A previous judgement from a 2016 UK tribunal also found British intelligence agencies GCHQ, MI5 and MI6 broke privacy rules by amassing large amounts of UK citizens' data without proper oversight.
The ECHR judges wrote: "In view of the potential chilling effect that any perceived interference with the confidentiality of journalists' communications and, in particular, their sources might have on the freedom of the press, the Court found that the bulk interception regime was also in violation of article 10."
In the wake of Edward Snowden's revelations, three applications from Big Brother Watch, the Bureau of Investigative Journalism, Amnesty International and nine other human rights charities were joined together and lodged. They centred on complaints about powers given to security services under the Regulation of Investigatory Powers Act 2000 (RIPA) -- which was later replaced with the Investigatory Powers Act (IPA) in November 2016. That bill has yet to come into effect -- with the UK government currently redrafting it after it was deemed incompatible with EU law -- and was therefore not considered in the court's assessment.

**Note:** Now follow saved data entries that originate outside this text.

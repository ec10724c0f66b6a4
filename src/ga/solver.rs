//! Evolutionary loop execution.
//!
//! [`GeneticSolver`] orchestrates the complete process:
//! seeding → evaluation → selection → crossover → mutation → repeat,
//! with best-ever elitism and stagnation-based early stopping.

use std::time::Instant;

use rand::rngs::StdRng;
use rand::{Rng, SeedableRng};

use crate::models::{Configuration, Schedule, SchedulingPolicy};

use super::config::GaConfig;
use super::fitness::evaluate;
use super::operators::{crossover, mutate};
use super::seeding::{seed_schedule, SeedStrategy};

/// Result of a genetic optimization run.
#[derive(Debug, Clone)]
pub struct GaResult {
    /// The best schedule found during the entire run.
    pub best: Schedule,

    /// Fitness of [`best`](Self::best).
    pub best_fitness: f64,

    /// Number of generations executed.
    pub generations: usize,

    /// Whether the run stopped early due to stagnation.
    pub stagnated: bool,

    /// Best-ever fitness at seeding time and after each generation.
    pub fitness_history: Vec<f64>,
}

/// Population-based evolutionary solver.
///
/// Each individual is a complete, valid [`Schedule`]: the four seeding
/// strategies are cycled across the initial population, crossover
/// repairs every spliced row, and mutation only commits validated
/// swaps. The best schedule ever seen is cloned into every following
/// generation (elitism) and is what [`run`](Self::run) returns.
///
/// # Example
///
/// ```
/// use camp_schedule::ga::{GaConfig, GeneticSolver};
/// use camp_schedule::models::{AgeGroup, Camper, Configuration, SchedulingPolicy};
///
/// let config = Configuration::new()
///     .with_workshops(["Archery", "Pottery", "Robotics"])
///     .with_camper(
///         Camper::new("c1", AgeGroup::Kilobyte)
///             .with_preferences(["Archery", "Pottery", "Robotics"]),
///     );
///
/// let solver = GeneticSolver::new(SchedulingPolicy::default()).with_config(
///     GaConfig::default()
///         .with_population_size(10)
///         .with_max_generations(20)
///         .with_seed(42),
/// );
/// let result = solver.run(&config);
/// assert!(result.best.is_valid());
/// ```
#[derive(Debug, Clone, Default)]
pub struct GeneticSolver {
    policy: SchedulingPolicy,
    config: GaConfig,
}

impl GeneticSolver {
    /// Creates a solver with the given policy and default GA settings.
    pub fn new(policy: SchedulingPolicy) -> Self {
        Self {
            policy,
            config: GaConfig::default(),
        }
    }

    /// Sets the GA settings.
    pub fn with_config(mut self, config: GaConfig) -> Self {
        self.config = config;
        self
    }

    /// Runs the evolutionary loop.
    ///
    /// # Panics
    /// Panics if the configuration is invalid (call [`GaConfig::validate`]
    /// first to get a descriptive error).
    pub fn run(&self, configuration: &Configuration) -> GaResult {
        self.config.validate().expect("invalid GaConfig");

        let mut rng = match self.config.seed {
            Some(seed) => StdRng::seed_from_u64(seed),
            None => StdRng::from_os_rng(),
        };
        let start = Instant::now();
        let campers = &configuration.campers;

        // Seed a diverse initial population.
        let mut population: Vec<Schedule> = (0..self.config.population_size)
            .map(|i| {
                let strategy = SeedStrategy::CYCLE[i % SeedStrategy::CYCLE.len()];
                seed_schedule(strategy, configuration, &self.policy, &mut rng)
            })
            .collect();
        let mut fitness: Vec<f64> = population
            .iter()
            .map(|s| evaluate(s, campers, &self.config.weights))
            .collect();

        let best_idx = argmax(&fitness);
        let mut best = population[best_idx].clone();
        let mut best_fitness = fitness[best_idx];

        let mut fitness_history = Vec::with_capacity(self.config.max_generations + 1);
        fitness_history.push(best_fitness);

        let mut stagnation = 0usize;
        let mut stagnated = false;
        let mut generations = 0usize;

        for _ in 0..self.config.max_generations {
            if let Some(limit) = self.config.time_limit_ms {
                if start.elapsed().as_millis() >= u128::from(limit) {
                    break;
                }
            }
            generations += 1;

            // Selection + crossover.
            let mut next = Vec::with_capacity(self.config.population_size);
            while next.len() < self.config.population_size {
                let p1 = tournament(&fitness, self.config.tournament_size, &mut rng);
                let p2 = tournament(&fitness, self.config.tournament_size, &mut rng);

                if rng.random_range(0.0..1.0) < self.config.crossover_rate {
                    let (c1, c2) = crossover(campers, &population[p1], &population[p2], &mut rng);
                    next.push(c1);
                    if next.len() < self.config.population_size {
                        next.push(c2);
                    }
                } else {
                    next.push(population[p1].clone());
                    if next.len() < self.config.population_size {
                        next.push(population[p2].clone());
                    }
                }
            }

            // Mutation.
            for individual in &mut next {
                if rng.random_range(0.0..1.0) < self.config.mutation_rate {
                    mutate(campers, individual, &mut rng);
                }
            }

            population = next;
            fitness = population
                .iter()
                .map(|s| evaluate(s, campers, &self.config.weights))
                .collect();

            // Track the best-ever schedule.
            let gen_best = argmax(&fitness);
            if fitness[gen_best] > best_fitness {
                best = population[gen_best].clone();
                best_fitness = fitness[gen_best];
                stagnation = 0;
            } else {
                stagnation += 1;
            }

            // Elitism: the best-ever schedule replaces the worst member,
            // so a regression can never lose it.
            let worst = argmin(&fitness);
            population[worst] = best.clone();
            fitness[worst] = best_fitness;

            fitness_history.push(best_fitness);

            if self.config.stagnation_limit > 0 && stagnation >= self.config.stagnation_limit {
                stagnated = true;
                break;
            }
        }

        GaResult {
            best,
            best_fitness,
            generations,
            stagnated,
            fitness_history,
        }
    }
}

/// Tournament selection: sample `k` members, return the fittest.
fn tournament<R: Rng>(fitness: &[f64], k: usize, rng: &mut R) -> usize {
    let n = fitness.len();
    let mut best = rng.random_range(0..n);
    for _ in 1..k.max(1) {
        let contender = rng.random_range(0..n);
        if fitness[contender] > fitness[best] {
            best = contender;
        }
    }
    best
}

fn argmax(values: &[f64]) -> usize {
    let mut best = 0;
    for (i, v) in values.iter().enumerate() {
        if *v > values[best] {
            best = i;
        }
    }
    best
}

fn argmin(values: &[f64]) -> usize {
    let mut worst = 0;
    for (i, v) in values.iter().enumerate() {
        if *v < values[worst] {
            worst = i;
        }
    }
    worst
}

The ECHR, however, diverged from the applicants over the issue of sharing intel with foreign governments, ruling that it did not violate either the right to a private and family life, or to free speech. A government spokesperson told The Independent it "will give careful consideration to the Court's findings."
In a statement, Big Brother Watch director Silkie Carlo called the decision a "landmark ruling", while warning of the dangers posed by the incoming IPA. "This judgment is a vital step towards protecting millions of law-abiding citizens from unjustified intrusion. However, since the new Investigatory Powers Act arguably poses an ever greater threat to civil liberties, our work is far from over."
Amnesty International also (cautiously) welcomed the judgement, writing that it "does have some room for improvement, as it does not go far enough in condemning bulk surveillance." It continued: "[the ruling] permits national governments a "wide margin of appreciation" in deciding whether to engage in bulk interception and greenlights vast intelligence sharing with the US National Security Agency (NSA)."